Please copy out the lines in the entries that contain "GoogleSearchTool".
Segment Start: Data supplied
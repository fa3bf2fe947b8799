//! Tool system for the MCP endpoint
//!
//! A tool describes itself (name, description, JSON Schema for its
//! arguments) and executes against a JSON argument object. Execution has two
//! failure channels:
//! - `Ok(CallToolResult::error(..))` is a tool-level error the calling agent
//!   sees as explanatory text.
//! - `Err(ToolError)` is a hard error, surfaced as a JSON-RPC fault.

use crate::protocol::{CallToolResult, ToolDefinition};
use async_trait::async_trait;
use serde_json::Value;
use std::collections::HashMap;
use thiserror::Error;
use tracing::{debug, Instrument};

pub mod builtin;

/// Tool interface
#[async_trait]
pub trait Tool: Send + Sync {
    /// Returns name, description and the JSON Schema of the arguments
    fn describe(&self) -> ToolDescription;

    /// Runs one invocation. Dropping the returned future aborts any
    /// outbound I/O still in flight.
    async fn execute(&self, arguments: &Value) -> Result<CallToolResult, ToolError>;
}

/// Tool description advertised to clients
#[derive(Debug, Clone)]
pub struct ToolDescription {
    pub name: String,
    pub description: String,
    pub parameters: Value,
}

impl ToolDescription {
    pub fn to_definition(&self) -> ToolDefinition {
        ToolDefinition {
            name: self.name.clone(),
            description: self.description.clone(),
            input_schema: self.parameters.clone(),
        }
    }
}

/// Registry of tools keyed by name
pub struct ToolSystem {
    tools: HashMap<String, Box<dyn Tool>>,
}

impl ToolSystem {
    pub fn new() -> Self {
        Self {
            tools: HashMap::new(),
        }
    }

    /// Register a tool under its described name, replacing any previous one
    pub fn register(&mut self, tool: Box<dyn Tool>) {
        let name = tool.describe().name;
        if self.tools.insert(name.clone(), tool).is_some() {
            debug!(tool = %name, "Replaced previously registered tool");
        }
    }

    /// Descriptions of all registered tools, sorted by name
    pub fn list_tools(&self) -> Vec<ToolDescription> {
        let mut descriptions: Vec<ToolDescription> =
            self.tools.values().map(|tool| tool.describe()).collect();
        descriptions.sort_by(|a, b| a.name.cmp(&b.name));
        descriptions
    }

    /// Execute a tool by name
    pub async fn execute_tool(
        &self,
        tool_name: &str,
        arguments: &Value,
    ) -> Result<CallToolResult, ToolError> {
        let tool = self
            .tools
            .get(tool_name)
            .ok_or_else(|| ToolError::UnknownTool(tool_name.to_string()))?;

        tool.execute(arguments)
            .instrument(crate::tool_span!(tool = %tool_name))
            .await
    }

    pub fn len(&self) -> usize {
        self.tools.len()
    }

    pub fn is_empty(&self) -> bool {
        self.tools.is_empty()
    }
}

impl Default for ToolSystem {
    fn default() -> Self {
        Self::new()
    }
}

/// Hard tool failures
#[derive(Debug, Error)]
pub enum ToolError {
    #[error("Unknown tool: {0}")]
    UnknownTool(String),
    #[error("Upstream request failed: {0}")]
    Upstream(String),
    #[error("Failed to decode upstream response: {0}")]
    Decode(String),
    #[error("Failed to serialize tool result: {0}")]
    Serialization(String),
    #[error("Tool execution failed: {0}")]
    ExecutionError(String),
}
//! Google Search Agent
//!
//! A Model Context Protocol (MCP) server exposing the Google Custom Search
//! JSON API as a single tool, `google_search`, over HTTP.
//!
//! # Overview
//!
//! - [`tools::builtin::GoogleSearchTool`] validates the `query` argument,
//!   reads credentials per call, queries the upstream API and reshapes the
//!   hits into `[{"title": .., "link": ..}]`.
//! - [`protocol::McpServer`] decodes JSON-RPC messages (`initialize`,
//!   `tools/list`, `tools/call`, ...) and dispatches them.
//! - [`http`] mounts the MCP endpoint at the root next to `/health` and
//!   `/version`.
//!
//! # Quick Start
//!
//! ```rust,no_run
//! use google_search_agent::config::ProcessEnv;
//! use google_search_agent::protocol::McpServer;
//! use google_search_agent::tools::builtin::{google_search, GoogleSearchConfig, GoogleSearchTool};
//! use google_search_agent::tools::ToolSystem;
//! use std::sync::Arc;
//!
//! # async fn run() -> Result<(), Box<dyn std::error::Error>> {
//! let mut tools = ToolSystem::new();
//! tools.register(Box::new(GoogleSearchTool::new(
//!     google_search::default_client()?,
//!     GoogleSearchConfig::default(),
//!     Arc::new(ProcessEnv),
//! )));
//!
//! let server = Arc::new(McpServer::new("google-search-agent", "0.3.0", tools));
//! let address = "127.0.0.1:8080".parse()?;
//! google_search_agent::http::serve(server, address, async {
//!     let _ = tokio::signal::ctrl_c().await;
//! })
//! .await?;
//! # Ok(())
//! # }
//! ```

pub mod config;
pub mod error;
pub mod http;
pub mod observability;
pub mod protocol;
pub mod tools;

pub use config::{AgentConfig, ConfigError, ProcessEnv, SearchCredentials, SecretSource};
pub use error::{AgentError, AgentResult};
pub use protocol::{CallToolResult, McpServer};
pub use tools::{Tool, ToolDescription, ToolError, ToolSystem};

/// Service name reported by `/version` and `initialize`
pub const APP_NAME: &str = env!("CARGO_PKG_NAME");

/// Service version reported by `/version` and `initialize`
pub const APP_VERSION: &str = env!("CARGO_PKG_VERSION");
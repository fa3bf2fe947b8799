//! Access log events emitted by the MCP route
//!
//! Captures JSON log output from a thread-local subscriber while requests are
//! driven through the full route table, then checks the structured fields.

use google_search_agent::http;
use google_search_agent::protocol::McpServer;
use google_search_agent::tools::ToolSystem;
use serde_json::{json, Value};
use std::io;
use std::sync::{Arc, Mutex};
use tracing_subscriber::fmt::MakeWriter;
use tracing_subscriber::prelude::*;

const ACCESS_TARGET: &str = "google_search_agent::access";

#[derive(Clone, Default)]
struct CapturedLogs(Arc<Mutex<Vec<u8>>>);

impl io::Write for CapturedLogs {
    fn write(&mut self, buf: &[u8]) -> io::Result<usize> {
        self.0.lock().unwrap().extend_from_slice(buf);
        Ok(buf.len())
    }

    fn flush(&mut self) -> io::Result<()> {
        Ok(())
    }
}

impl<'a> MakeWriter<'a> for CapturedLogs {
    type Writer = CapturedLogs;

    fn make_writer(&'a self) -> Self::Writer {
        self.clone()
    }
}

impl CapturedLogs {
    /// `fields` object of every access log event, in emission order
    fn access_events(&self) -> Vec<Value> {
        let raw = self.0.lock().unwrap().clone();
        String::from_utf8(raw)
            .unwrap()
            .lines()
            .filter_map(|line| serde_json::from_str::<Value>(line).ok())
            .filter(|event| event["target"] == ACCESS_TARGET)
            .map(|event| event["fields"].clone())
            .collect()
    }
}

fn capture() -> (CapturedLogs, tracing::subscriber::DefaultGuard) {
    let logs = CapturedLogs::default();
    let subscriber = tracing_subscriber::registry()
        .with(tracing_subscriber::fmt::layer().json().with_writer(logs.clone()));
    let guard = tracing::subscriber::set_default(subscriber);
    (logs, guard)
}

fn test_server() -> Arc<McpServer> {
    Arc::new(McpServer::new("google-search-agent", "0.3.0", ToolSystem::new()))
}

#[tokio::test]
async fn test_request_without_explicit_status_logs_200() {
    let (logs, _guard) = capture();
    let routes = http::routes(test_server());

    let response = warp::test::request()
        .method("POST")
        .path("/")
        .body(json!({"jsonrpc": "2.0", "id": 1, "method": "ping"}).to_string())
        .reply(&routes)
        .await;
    assert_eq!(response.status(), 200);

    let events = logs.access_events();
    assert_eq!(events.len(), 1);
    assert_eq!(events[0]["status"], 200);
    assert_eq!(events[0]["method"], "POST");
    assert_eq!(events[0]["path"], "/");
    assert!(events[0].get("session").is_none());
}

#[tokio::test]
async fn test_session_header_is_logged_as_suffix() {
    let (logs, _guard) = capture();
    let routes = http::routes(test_server());

    warp::test::request()
        .method("POST")
        .path("/")
        .header("mcp-session-id", "mcp-session-1234567890abcdef")
        .body(json!({"jsonrpc": "2.0", "id": 2, "method": "tools/list"}).to_string())
        .reply(&routes)
        .await;

    let events = logs.access_events();
    assert_eq!(events.len(), 1);
    assert_eq!(events[0]["session"], "abcdef");
    assert!(events[0]["message"]
        .as_str()
        .unwrap()
        .contains("[session: ...abcdef]"));
}

#[tokio::test]
async fn test_notification_logs_final_202() {
    let (logs, _guard) = capture();
    let routes = http::routes(test_server());

    warp::test::request()
        .method("POST")
        .path("/")
        .body(json!({"jsonrpc": "2.0", "method": "notifications/initialized"}).to_string())
        .reply(&routes)
        .await;

    let events = logs.access_events();
    assert_eq!(events.len(), 1);
    assert_eq!(events[0]["status"], 202);
}

#[tokio::test]
async fn test_rejected_method_logs_405() {
    let (logs, _guard) = capture();
    let routes = http::routes(test_server());

    let response = warp::test::request()
        .method("GET")
        .path("/")
        .reply(&routes)
        .await;
    assert_eq!(response.status(), 405);

    let events = logs.access_events();
    assert_eq!(events.len(), 1);
    assert_eq!(events[0]["status"], 405);
}

#[tokio::test]
async fn test_informational_endpoints_are_not_access_logged() {
    let (logs, _guard) = capture();
    let routes = http::routes(test_server());

    warp::test::request().path("/health").reply(&routes).await;
    warp::test::request().path("/version").reply(&routes).await;

    assert!(logs.access_events().is_empty());
}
Segment End: Data supplied
- **Solution below**
//! - [`tools::builtin::GoogleSearchTool`] validates the `query` argument,
//! use google_search_agent::tools::builtin::{google_search, GoogleSearchConfig, GoogleSearchTool};
//! tools.register(Box::new(GoogleSearchTool::new(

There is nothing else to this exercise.